All the entries that follow are to be returned exactly.
—————
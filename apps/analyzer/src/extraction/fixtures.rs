//! In-memory document builders shared by the extraction tests.

use std::io::{Cursor, Write};
use std::sync::atomic::{AtomicUsize, Ordering};

use async_trait::async_trait;
use docx_rs::{Docx, Hyperlink, HyperlinkType, Paragraph, Run};
use lopdf::content::{Content, Operation};
use lopdf::{dictionary, Document, Object, Stream};
use zip::write::SimpleFileOptions;
use zip::ZipWriter;

use crate::extraction::fields::{ExtractError, FieldExtractor, ResumeFields};
use crate::llm_client::LlmError;

/// Builds a zip archive containing `(member name, bytes)` pairs.
pub fn zip_bytes(members: &[(&str, Vec<u8>)]) -> Vec<u8> {
    let mut writer = ZipWriter::new(Cursor::new(Vec::new()));
    for (name, data) in members {
        writer
            .start_file(*name, SimpleFileOptions::default())
            .unwrap();
        writer.write_all(data).unwrap();
    }
    writer.finish().unwrap().into_inner()
}

/// Builds a DOCX file with one paragraph per entry.
pub fn docx_bytes(paragraphs: &[&str]) -> Vec<u8> {
    let mut docx = Docx::new();
    for text in paragraphs {
        docx = docx.add_paragraph(Paragraph::new().add_run(Run::new().add_text(*text)));
    }
    let mut cursor = Cursor::new(Vec::new());
    docx.build().pack(&mut cursor).unwrap();
    cursor.into_inner()
}

/// Builds a DOCX with a single paragraph: plain `label` followed by a hyperlink to `url` showing `shown`.
pub fn docx_with_link_bytes(label: &str, url: &str, shown: &str) -> Vec<u8> {
    let paragraph = Paragraph::new()
        .add_run(Run::new().add_text(label))
        .add_hyperlink(
            Hyperlink::new(url, HyperlinkType::External).add_run(Run::new().add_text(shown)),
        );
    let mut cursor = Cursor::new(Vec::new());
    Docx::new()
        .add_paragraph(paragraph)
        .build()
        .pack(&mut cursor)
        .unwrap();
    cursor.into_inner()
}

/// Builds a PDF with one page per entry, each page showing its text in Courier.
pub fn pdf_bytes(pages: &[&str]) -> Vec<u8> {
    let mut doc = Document::with_version("1.5");
    let pages_id = doc.new_object_id();
    let font_id = doc.add_object(dictionary! {
        "Type" => "Font",
        "Subtype" => "Type1",
        "BaseFont" => "Courier",
    });
    let resources_id = doc.add_object(dictionary! {
        "Font" => dictionary! {
            "F1" => font_id,
        },
    });

    let mut kids: Vec<Object> = Vec::new();
    for text in pages {
        let content = Content {
            operations: vec![
                Operation::new("BT", vec![]),
                Operation::new("Tf", vec!["F1".into(), 12.into()]),
                Operation::new("Td", vec![72.into(), 720.into()]),
                Operation::new("Tj", vec![Object::string_literal(*text)]),
                Operation::new("ET", vec![]),
            ],
        };
        let content_id = doc.add_object(Stream::new(dictionary! {}, content.encode().unwrap()));
        let page_id = doc.add_object(dictionary! {
            "Type" => "Page",
            "Parent" => pages_id,
            "Contents" => content_id,
            "Resources" => resources_id,
            "MediaBox" => vec![0.into(), 0.into(), 612.into(), 792.into()],
        });
        kids.push(page_id.into());
    }

    let count = kids.len() as i64;
    doc.objects.insert(
        pages_id,
        Object::Dictionary(dictionary! {
            "Type" => "Pages",
            "Kids" => kids,
            "Count" => count,
        }),
    );
    let catalog_id = doc.add_object(dictionary! {
        "Type" => "Catalog",
        "Pages" => pages_id,
    });
    doc.trailer.set("Root", catalog_id);

    let mut buf = Vec::new();
    doc.save_to(&mut buf).unwrap();
    buf
}

/// Offline stand-in for the remote model: pulls fields out of the text with plain keyword rules.
pub struct StubExtractor {
    calls: AtomicUsize,
    fail_when: Option<String>,
}

impl StubExtractor {
    pub fn new() -> Self {
        Self {
            calls: AtomicUsize::new(0),
            fail_when: None,
        }
    }

    /// Simulates a transport failure for every text containing `marker` ("" fails everything).
    pub fn failing_on(marker: &str) -> Self {
        Self {
            calls: AtomicUsize::new(0),
            fail_when: Some(marker.to_string()),
        }
    }

    pub fn calls(&self) -> usize {
        self.calls.load(Ordering::SeqCst)
    }
}

#[async_trait]
impl FieldExtractor for StubExtractor {
    async fn extract_fields(&self, text: &str) -> Result<ResumeFields, ExtractError> {
        self.calls.fetch_add(1, Ordering::SeqCst);
        if let Some(marker) = &self.fail_when {
            if text.contains(marker.as_str()) {
                return Err(ExtractError::Remote(LlmError::Api {
                    status: 503,
                    message: "model overloaded".to_string(),
                }));
            }
        }
        Ok(keyword_fields(text))
    }

    fn backend(&self) -> &str {
        "stub"
    }
}

fn keyword_fields(text: &str) -> ResumeFields {
    const KNOWN_SKILLS: &[&str] = &["Python", "SQL", "Rust"];

    let tokens: Vec<&str> = text.split_whitespace().collect();
    let experience = tokens.windows(2).find_map(|pair| {
        if pair[1].to_lowercase().starts_with("year") {
            pair[0].parse::<u32>().ok()
        } else {
            None
        }
    });
    let links = tokens
        .iter()
        .map(|t| t.trim_end_matches(['.', ',']))
        .filter(|t| t.contains("github.com") || t.contains("linkedin.com"))
        .map(|t| {
            if t.starts_with("http") {
                t.to_string()
            } else {
                format!("https://{t}")
            }
        })
        .collect();

    ResumeFields {
        summary: text.lines().map(str::trim).find(|l| !l.is_empty()).unwrap_or_default().to_string(),
        experience,
        skills: KNOWN_SKILLS
            .iter()
            .filter(|s| text.contains(*s))
            .map(|s| s.to_string())
            .collect(),
        links,
    }
}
—————
● **Expected answer**:
filename apps/analyzer/src/extraction/fixtures.rs
//! In-memory document builders shared by the extraction tests.

use std::io::{Cursor, Write};
use std::sync::atomic::{AtomicUsize, Ordering};

use async_trait::async_trait;
use docx_rs::{Docx, Hyperlink, HyperlinkType, Paragraph, Run};
use lopdf::content::{Content, Operation};
use lopdf::{dictionary, Document, Object, Stream};
use zip::write::SimpleFileOptions;
use zip::ZipWriter;

use crate::extraction::fields::{ExtractError, FieldExtractor, ResumeFields};
use crate::llm_client::LlmError;

/// Builds a zip archive containing `(member name, bytes)` pairs.
pub fn zip_bytes(members: &[(&str, Vec<u8>)]) -> Vec<u8> {
    let mut writer = ZipWriter::new(Cursor::new(Vec::new()));
    for (name, data) in members {
        writer
            .start_file(*name, SimpleFileOptions::default())
            .unwrap();
        writer.write_all(data).unwrap();
    }
    writer.finish().unwrap().into_inner()
}

/// Builds a DOCX file with one paragraph per entry.
pub fn docx_bytes(paragraphs: &[&str]) -> Vec<u8> {
    let mut docx = Docx::new();
    for text in paragraphs {
        docx = docx.add_paragraph(Paragraph::new().add_run(Run::new().add_text(*text)));
    }
    let mut cursor = Cursor::new(Vec::new());
    docx.build().pack(&mut cursor).unwrap();
    cursor.into_inner()
}

/// Builds a DOCX with a single paragraph: plain `label` followed by a hyperlink to `url` showing `shown`.
pub fn docx_with_link_bytes(label: &str, url: &str, shown: &str) -> Vec<u8> {
    let paragraph = Paragraph::new()
        .add_run(Run::new().add_text(label))
        .add_hyperlink(
            Hyperlink::new(url, HyperlinkType::External).add_run(Run::new().add_text(shown)),
        );
    let mut cursor = Cursor::new(Vec::new());
    Docx::new()
        .add_paragraph(paragraph)
        .build()
        .pack(&mut cursor)
        .unwrap();
    cursor.into_inner()
}

/// Builds a PDF with one page per entry, each page showing its text in Courier.
pub fn pdf_bytes(pages: &[&str]) -> Vec<u8> {
    let mut doc = Document::with_version("1.5");
    let pages_id = doc.new_object_id();
    let font_id = doc.add_object(dictionary! {
        "Type" => "Font",
        "Subtype" => "Type1",
        "BaseFont" => "Courier",
    });
    let resources_id = doc.add_object(dictionary! {
        "Font" => dictionary! {
            "F1" => font_id,
        },
    });

    let mut kids: Vec<Object> = Vec::new();
    for text in pages {
        let content = Content {
            operations: vec![
                Operation::new("BT", vec![]),
                Operation::new("Tf", vec!["F1".into(), 12.into()]),
                Operation::new("Td", vec![72.into(), 720.into()]),
                Operation::new("Tj", vec![Object::string_literal(*text)]),
                Operation::new("ET", vec![]),
            ],
        };
        let content_id = doc.add_object(Stream::new(dictionary! {}, content.encode().unwrap()));
        let page_id = doc.add_object(dictionary! {
            "Type" => "Page",
            "Parent" => pages_id,
            "Contents" => content_id,
            "Resources" => resources_id,
            "MediaBox" => vec![0.into(), 0.into(), 612.into(), 792.into()],
        });
        kids.push(page_id.into());
    }

    let count = kids.len() as i64;
    doc.objects.insert(
        pages_id,
        Object::Dictionary(dictionary! {
            "Type" => "Pages",
            "Kids" => kids,
            "Count" => count,
        }),
    );
    let catalog_id = doc.add_object(dictionary! {
        "Type" => "Catalog",
        "Pages" => pages_id,
    });
    doc.trailer.set("Root", catalog_id);

    let mut buf = Vec::new();
    doc.save_to(&mut buf).unwrap();
    buf
}

/// Offline stand-in for the remote model: pulls fields out of the text with plain keyword rules.
pub struct StubExtractor {
    calls: AtomicUsize,
    fail_when: Option<String>,
}

impl StubExtractor {
    pub fn new() -> Self {
        Self {
            calls: AtomicUsize::new(0),
            fail_when: None,
        }
    }

    /// Simulates a transport failure for every text containing `marker` ("" fails everything).
    pub fn failing_on(marker: &str) -> Self {
        Self {
            calls: AtomicUsize::new(0),
            fail_when: Some(marker.to_string()),
        }
    }

    pub fn calls(&self) -> usize {
        self.calls.load(Ordering::SeqCst)
    }
}

#[async_trait]
impl FieldExtractor for StubExtractor {
    async fn extract_fields(&self, text: &str) -> Result<ResumeFields, ExtractError> {
        self.calls.fetch_add(1, Ordering::SeqCst);
        if let Some(marker) = &self.fail_when {
            if text.contains(marker.as_str()) {
                return Err(ExtractError::Remote(LlmError::Api {
                    status: 503,
                    message: "model overloaded".to_string(),
                }));
            }
        }
        Ok(keyword_fields(text))
    }

    fn backend(&self) -> &str {
        "stub"
    }
}

fn keyword_fields(text: &str) -> ResumeFields {
    const KNOWN_SKILLS: &[&str] = &["Python", "SQL", "Rust"];

    let tokens: Vec<&str> = text.split_whitespace().collect();
    let experience = tokens.windows(2).find_map(|pair| {
        if pair[1].to_lowercase().starts_with("year") {
            pair[0].parse::<u32>().ok()
        } else {
            None
        }
    });
    let links = tokens
        .iter()
        .map(|t| t.trim_end_matches(['.', ',']))
        .filter(|t| t.contains("github.com") || t.contains("linkedin.com"))
        .map(|t| {
            if t.starts_with("http") {
                t.to_string()
            } else {
                format!("https://{t}")
            }
        })
        .collect();

    ResumeFields {
        summary: text.lines().map(str::trim).find(|l| !l.is_empty()).unwrap_or_default().to_string(),
        experience,
        skills: KNOWN_SKILLS
            .iter()
            .filter(|s| text.contains(*s))
            .map(|s| s.to_string())
            .collect(),
        links,
    }
}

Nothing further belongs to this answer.